Do Humans Have To Worry About Passing Monkeypox To Their Canine Friends?

When terrible things happen to humans, it's hard to deal with, but when they befall pets, somehow, it's worse. As if recent monkeypox outbreaks weren't bad enough, worry has shifted to possible transmission of the virus to man's best friend.

According to the World Health Organization, monkeypox is a virus, similar to smallpox, that was first identified in humans in 1970. It is transmitted to humans from animals, with many rodents and non-human primates being susceptible and common hosts. Commonly known transmission methods from animals to humans include direct contact with blood, bodily fluids, or the lesions of infected animals. Human-to-human transmission can occur from respiratory secretions, skin lesions, or contact with recently contaminated objects.
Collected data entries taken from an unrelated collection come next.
use serde::{Deserialize, Serialize};

/// Lifecycle stage of one chart instance.
#[derive(Debug, Clone, Copy, PartialEq, Eq, Hash, Serialize, Deserialize)]
pub enum DisposalState {
    Mounting,
    Ready,
    Disposing,
    Disposed,
}

impl DisposalState {
    /// Whether `next` is a legal successor of `self`.
    #[must_use]
    pub fn can_transition_to(self, next: Self) -> bool {
        match (self, next) {
            (Self::Mounting, Self::Ready) => true,
            (Self::Mounting | Self::Ready, Self::Disposing) => true,
            (Self::Disposing, Self::Disposed) => true,
            (Self::Mounting, Self::Mounting | Self::Disposed)
            | (Self::Ready, Self::Mounting | Self::Ready | Self::Disposed)
            | (Self::Disposing, Self::Mounting | Self::Ready | Self::Disposing)
            | (Self::Disposed, _) => false,
        }
    }

    /// Work scheduled in this state may still run.
    #[must_use]
    pub fn is_live(self) -> bool {
        matches!(self, Self::Mounting | Self::Ready)
    }

    #[must_use]
    pub fn is_ready(self) -> bool {
        matches!(self, Self::Ready)
    }
}

#[cfg(test)]
mod tests {
    use super::DisposalState::{self, Disposed, Disposing, Mounting, Ready};

    #[test]
    fn only_forward_transitions_are_legal() {
        let all = [Mounting, Ready, Disposing, Disposed];
        let legal: Vec<(DisposalState, DisposalState)> = all
            .iter()
            .flat_map(|from| all.iter().map(move |to| (*from, *to)))
            .filter(|(from, to)| from.can_transition_to(*to))
            .collect();
        assert_eq!(
            legal,
            vec![
                (Mounting, Ready),
                (Mounting, Disposing),
                (Ready, Disposing),
                (Disposing, Disposed),
            ]
        );
    }
}
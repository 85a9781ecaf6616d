use std::fmt;

use indexmap::IndexSet;
use serde::{Deserialize, Serialize};

use crate::core::ChartId;

#[derive(Debug, Clone, PartialEq, Eq, Hash, PartialOrd, Ord, Serialize, Deserialize)]
#[serde(transparent)]
pub struct SyncGroupId(String);

impl SyncGroupId {
    #[must_use]
    pub fn new(raw: impl Into<String>) -> Self {
        Self(raw.into())
    }

    #[must_use]
    pub fn as_str(&self) -> &str {
        &self.0
    }
}

impl fmt::Display for SyncGroupId {
    fn fmt(&self, f: &mut fmt::Formatter<'_>) -> fmt::Result {
        f.write_str(&self.0)
    }
}

/// Which notifications a group relays.
#[derive(Debug, Clone, Copy, PartialEq, Eq, Serialize, Deserialize)]
pub struct SyncFlags {
    #[serde(default = "enabled")]
    pub crosshair: bool,
    #[serde(default = "enabled")]
    pub time_range: bool,
}

impl Default for SyncFlags {
    fn default() -> Self {
        Self {
            crosshair: true,
            time_range: true,
        }
    }
}

fn enabled() -> bool {
    true
}

/// Reentrancy guard of a group.
#[derive(Debug, Clone, Copy, PartialEq, Eq)]
pub enum RelayState {
    Idle,
    Relaying { origin: ChartId },
}

#[derive(Debug, Clone, Copy, PartialEq, Eq, Default)]
pub struct SyncGroupStats {
    /// Sibling updates applied.
    pub relays: u64,
    /// Notifications dropped because the group was already relaying.
    pub echoes_suppressed: u64,
    /// Updates skipped because the sibling already showed them.
    pub unchanged: u64,
    pub failed_relays: u64,
}

#[derive(Debug, Clone)]
pub struct SyncGroup {
    id: SyncGroupId,
    members: IndexSet<ChartId>,
    flags: SyncFlags,
    state: RelayState,
    stats: SyncGroupStats,
}

impl SyncGroup {
    #[must_use]
    pub fn new(id: SyncGroupId, flags: SyncFlags) -> Self {
        Self {
            id,
            members: IndexSet::new(),
            flags,
            state: RelayState::Idle,
            stats: SyncGroupStats::default(),
        }
    }

    #[must_use]
    pub fn id(&self) -> &SyncGroupId {
        &self.id
    }

    #[must_use]
    pub fn flags(&self) -> SyncFlags {
        self.flags
    }

    pub fn set_flags(&mut self, flags: SyncFlags) {
        self.flags = flags;
    }

    #[must_use]
    pub fn state(&self) -> RelayState {
        self.state
    }

    #[must_use]
    pub fn stats(&self) -> SyncGroupStats {
        self.stats
    }

    pub fn members(&self) -> impl Iterator<Item = ChartId> + '_ {
        self.members.iter().copied()
    }

    #[must_use]
    pub fn contains(&self, chart: ChartId) -> bool {
        self.members.contains(&chart)
    }

    #[must_use]
    pub fn len(&self) -> usize {
        self.members.len()
    }

    #[must_use]
    pub fn is_empty(&self) -> bool {
        self.members.is_empty()
    }

    pub(super) fn insert(&mut self, chart: ChartId) -> bool {
        self.members.insert(chart)
    }

    pub(super) fn remove(&mut self, chart: ChartId) -> bool {
        self.members.shift_remove(&chart)
    }

    /// `Idle -> Relaying`. Returns the active origin when a relay is already
    /// running, in which case the caller's notification is an echo.
    pub(super) fn begin_relay(&mut self, origin: ChartId) -> Result<(), ChartId> {
        match self.state {
            RelayState::Idle => {
                self.state = RelayState::Relaying { origin };
                Ok(())
            }
            RelayState::Relaying { origin: active } => Err(active),
        }
    }

    pub(super) fn finish_relay(&mut self) {
        self.state = RelayState::Idle;
    }

    pub(super) fn stats_mut(&mut self) -> &mut SyncGroupStats {
        &mut self.stats
    }
}
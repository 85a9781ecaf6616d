use cairo::{Context, Format, ImageSurface, Operator};

use crate::error::{OverlayError, OverlayResult};
use crate::render::{Color, DrawCommand, OverlayFrame, OverlaySurface, Stroke};

#[derive(Debug, Clone, Copy, PartialEq, Eq, Default)]
pub struct CairoPaintStats {
    pub rects_drawn: usize,
    pub areas_drawn: usize,
    pub polylines_drawn: usize,
}

/// Transparent Cairo image surface stacked above the host chart canvas.
#[derive(Debug)]
pub struct CairoOverlaySurface {
    surface: ImageSurface,
    last_stats: CairoPaintStats,
}

impl CairoOverlaySurface {
    pub fn new(width: i32, height: i32) -> OverlayResult<Self> {
        if width <= 0 || height <= 0 {
            return Err(OverlayError::InvalidData(
                "cairo surface size must be > 0".to_owned(),
            ));
        }

        let surface = ImageSurface::create(Format::ARgb32, width, height)
            .map_err(|err| map_backend_error("failed to create cairo surface", err))?;
        Ok(Self {
            surface,
            last_stats: CairoPaintStats::default(),
        })
    }

    #[must_use]
    pub fn surface(&self) -> &ImageSurface {
        &self.surface
    }

    #[must_use]
    pub fn last_stats(&self) -> CairoPaintStats {
        self.last_stats
    }

    /// Paints `frame` onto an external context, e.g. a widget draw callback.
    pub fn paint_on_context(&mut self, context: &Context, frame: &OverlayFrame) -> OverlayResult<()> {
        frame.validate()?;
        clear_context(context)?;

        context
            .save()
            .map_err(|err| map_backend_error("failed to save context", err))?;
        context.rectangle(frame.clip.x, frame.clip.y, frame.clip.width, frame.clip.height);
        context.clip();

        let mut stats = CairoPaintStats::default();
        for command in &frame.commands {
            match command {
                DrawCommand::Rect(rect) => {
                    context.rectangle(rect.rect.x, rect.rect.y, rect.rect.width, rect.rect.height);
                    if let Some(fill) = rect.fill {
                        apply_color(context, fill);
                        context
                            .fill_preserve()
                            .map_err(|err| map_backend_error("failed to fill rectangle", err))?;
                    }
                    if let Some(border) = rect.border {
                        apply_stroke(context, border);
                        context
                            .stroke()
                            .map_err(|err| map_backend_error("failed to stroke rectangle", err))?;
                    } else {
                        context.new_path();
                    }
                    stats.rects_drawn += 1;
                }
                DrawCommand::Area(area) => {
                    let mut points = area.outline.iter();
                    if let Some(first) = points.next() {
                        context.move_to(first.x, first.y);
                        for point in points {
                            context.line_to(point.x, point.y);
                        }
                        context.close_path();
                        apply_color(context, area.fill);
                        context
                            .fill()
                            .map_err(|err| map_backend_error("failed to fill area", err))?;
                        stats.areas_drawn += 1;
                    }
                }
                DrawCommand::Polyline(line) => {
                    let mut points = line.points.iter();
                    if let Some(first) = points.next() {
                        context.move_to(first.x, first.y);
                        for point in points {
                            context.line_to(point.x, point.y);
                        }
                        apply_stroke(context, line.stroke);
                        context
                            .stroke()
                            .map_err(|err| map_backend_error("failed to stroke polyline", err))?;
                        stats.polylines_drawn += 1;
                    }
                }
            }
        }

        context
            .restore()
            .map_err(|err| map_backend_error("failed to restore context", err))?;
        self.last_stats = stats;
        Ok(())
    }
}

impl OverlaySurface for CairoOverlaySurface {
    fn paint(&mut self, frame: &OverlayFrame) -> OverlayResult<()> {
        let context = Context::new(&self.surface)
            .map_err(|err| map_backend_error("failed to create cairo context", err))?;
        self.paint_on_context(&context, frame)
    }

    fn clear(&mut self) -> OverlayResult<()> {
        let context = Context::new(&self.surface)
            .map_err(|err| map_backend_error("failed to create cairo context", err))?;
        self.last_stats = CairoPaintStats::default();
        clear_context(&context)
    }
}

fn clear_context(context: &Context) -> OverlayResult<()> {
    context.set_operator(Operator::Clear);
    context
        .paint()
        .map_err(|err| map_backend_error("failed to clear surface", err))?;
    context.set_operator(Operator::Over);
    Ok(())
}

fn apply_color(context: &Context, color: Color) {
    context.set_source_rgba(color.red, color.green, color.blue, color.alpha);
}

fn apply_stroke(context: &Context, stroke: Stroke) {
    apply_color(context, stroke.color);
    context.set_line_width(stroke.width);
    context.set_dash(&stroke.style.dash_pattern(stroke.width), 0.0);
}

fn map_backend_error(prefix: &str, err: cairo::Error) -> OverlayError {
    OverlayError::InvalidData(format!("{prefix}: {err}"))
}
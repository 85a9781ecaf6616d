//! Mount retries, resize debouncing and disposal of chart instances.

mod debounce;
mod manager;
mod mount;
mod state;

pub use debounce::{ResizeDebouncer, ResizeFlush};
pub use manager::{LifecycleManager, MountRetry};
pub use mount::MountPolicy;
pub use state::DisposalState;
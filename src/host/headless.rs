use std::cell::RefCell;
use std::collections::HashMap;
use std::rc::Rc;

use indexmap::IndexMap;
use serde::{Deserialize, Serialize};

use crate::config::ChartConfig;
use crate::core::{
    ChartId, ContainerId, PaneId, PaneSlice, PaneStack, PixelPoint, PriceAxisId, PriceScale,
    PriceScaleMode, TimeRange, TimeScale, Viewport,
};
use crate::error::OverlayResult;
use crate::render::NullSurface;

use super::{
    AxisSide, Container, ContainerLocator, CrosshairPosition, HostChart, HostChartFactory,
    HostError, HostEvent, HostResult, MountedChart, PaneSize, PriceAxisInfo, ViewportChange,
    ViewportChangeReason,
};

#[derive(Debug, Clone, PartialEq, Serialize, Deserialize)]
pub struct HeadlessAxisSpec {
    pub id: PriceAxisId,
    pub side: AxisSide,
    pub width: f64,
    pub price_min: f64,
    pub price_max: f64,
    #[serde(default)]
    pub mode: PriceScaleMode,
}

/// Declarative layout of a [`HeadlessChart`].
#[derive(Debug, Clone, PartialEq, Serialize, Deserialize)]
pub struct HeadlessChartSpec {
    pub time_start: f64,
    pub time_end: f64,
    pub bar_interval: f64,
    pub time_axis_height: f64,
    pub axes: Vec<HeadlessAxisSpec>,
    pub pane_stretch_factors: Vec<f64>,
    pub pane_separator_px: f64,
}

impl Default for HeadlessChartSpec {
    fn default() -> Self {
        Self {
            time_start: 0.0,
            time_end: 100.0,
            bar_interval: 1.0,
            time_axis_height: 28.0,
            axes: vec![HeadlessAxisSpec {
                id: PriceAxisId::right(),
                side: AxisSide::Right,
                width: 60.0,
                price_min: 0.0,
                price_max: 100.0,
                mode: PriceScaleMode::Linear,
            }],
            pane_stretch_factors: vec![1.0],
            pane_separator_px: 1.0,
        }
    }
}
Monkeypox symptoms usually begin within three weeks after exposure, as per the Centers for Disease Control and Prevention (CDC). The symptoms of infection by the virus can include a painful or itchy rash that may blister or scab, exhaustion, headache, fever, chills, respiratory issues, and swollen lymph nodes. The virus can usually be spread for about two to four weeks, from when symptoms arise until the rash is completely healed and new skin has returned. Recent reports, such as one from Brazil (per Secretaria de Estado de Saúde) and another one from France (via The Lancet), have caused concern as they point to humans being able to transmit the virus to their household pets. What does this mean for the virus?

Owners could spread monkeypox to pets

The worry of the virus being spread from humans to animals is that this could lead to new populations of wild animals around the world being prevalently infected and circulating the virus, making it difficult to control (per NBC News). Davidson Hamer, professor of global health and medicine at the Schools of Public Health and Medicine, explained to Boston University, "The introduction of the virus into domestic and wild animal populations, is a major concern, as it may lead to the virus becoming endemic." Luckily a more recent study helps to quell those fears.

A study published by Eurosurveillance found that of 154 pets owned by those with confirmed monkeypox infections, 0 were consequently reported infected with the virus. The study concluded that the risk of owners infecting their pets is present but considered low. While they believe some underreporting could be possible, they still don't think there is a significant concern surrounding owners transmitting to pets.

To avoid spreading the virus to your pets, avoid petting, hugging, kissing, cuddling, licking, and sharing food or sleeping areas with pets, reports the Centers for Disease Control and Prevention. Those with monkeypox should avoid contact with all animals and humans to avoid spreading the virus; uninfected pets should be left with a caretaker away from the infected owner's home. If your pet shows any signs of monkeypox, treat them as infected to prevent additional spreading, and contact a local veterinarian for testing and further advice.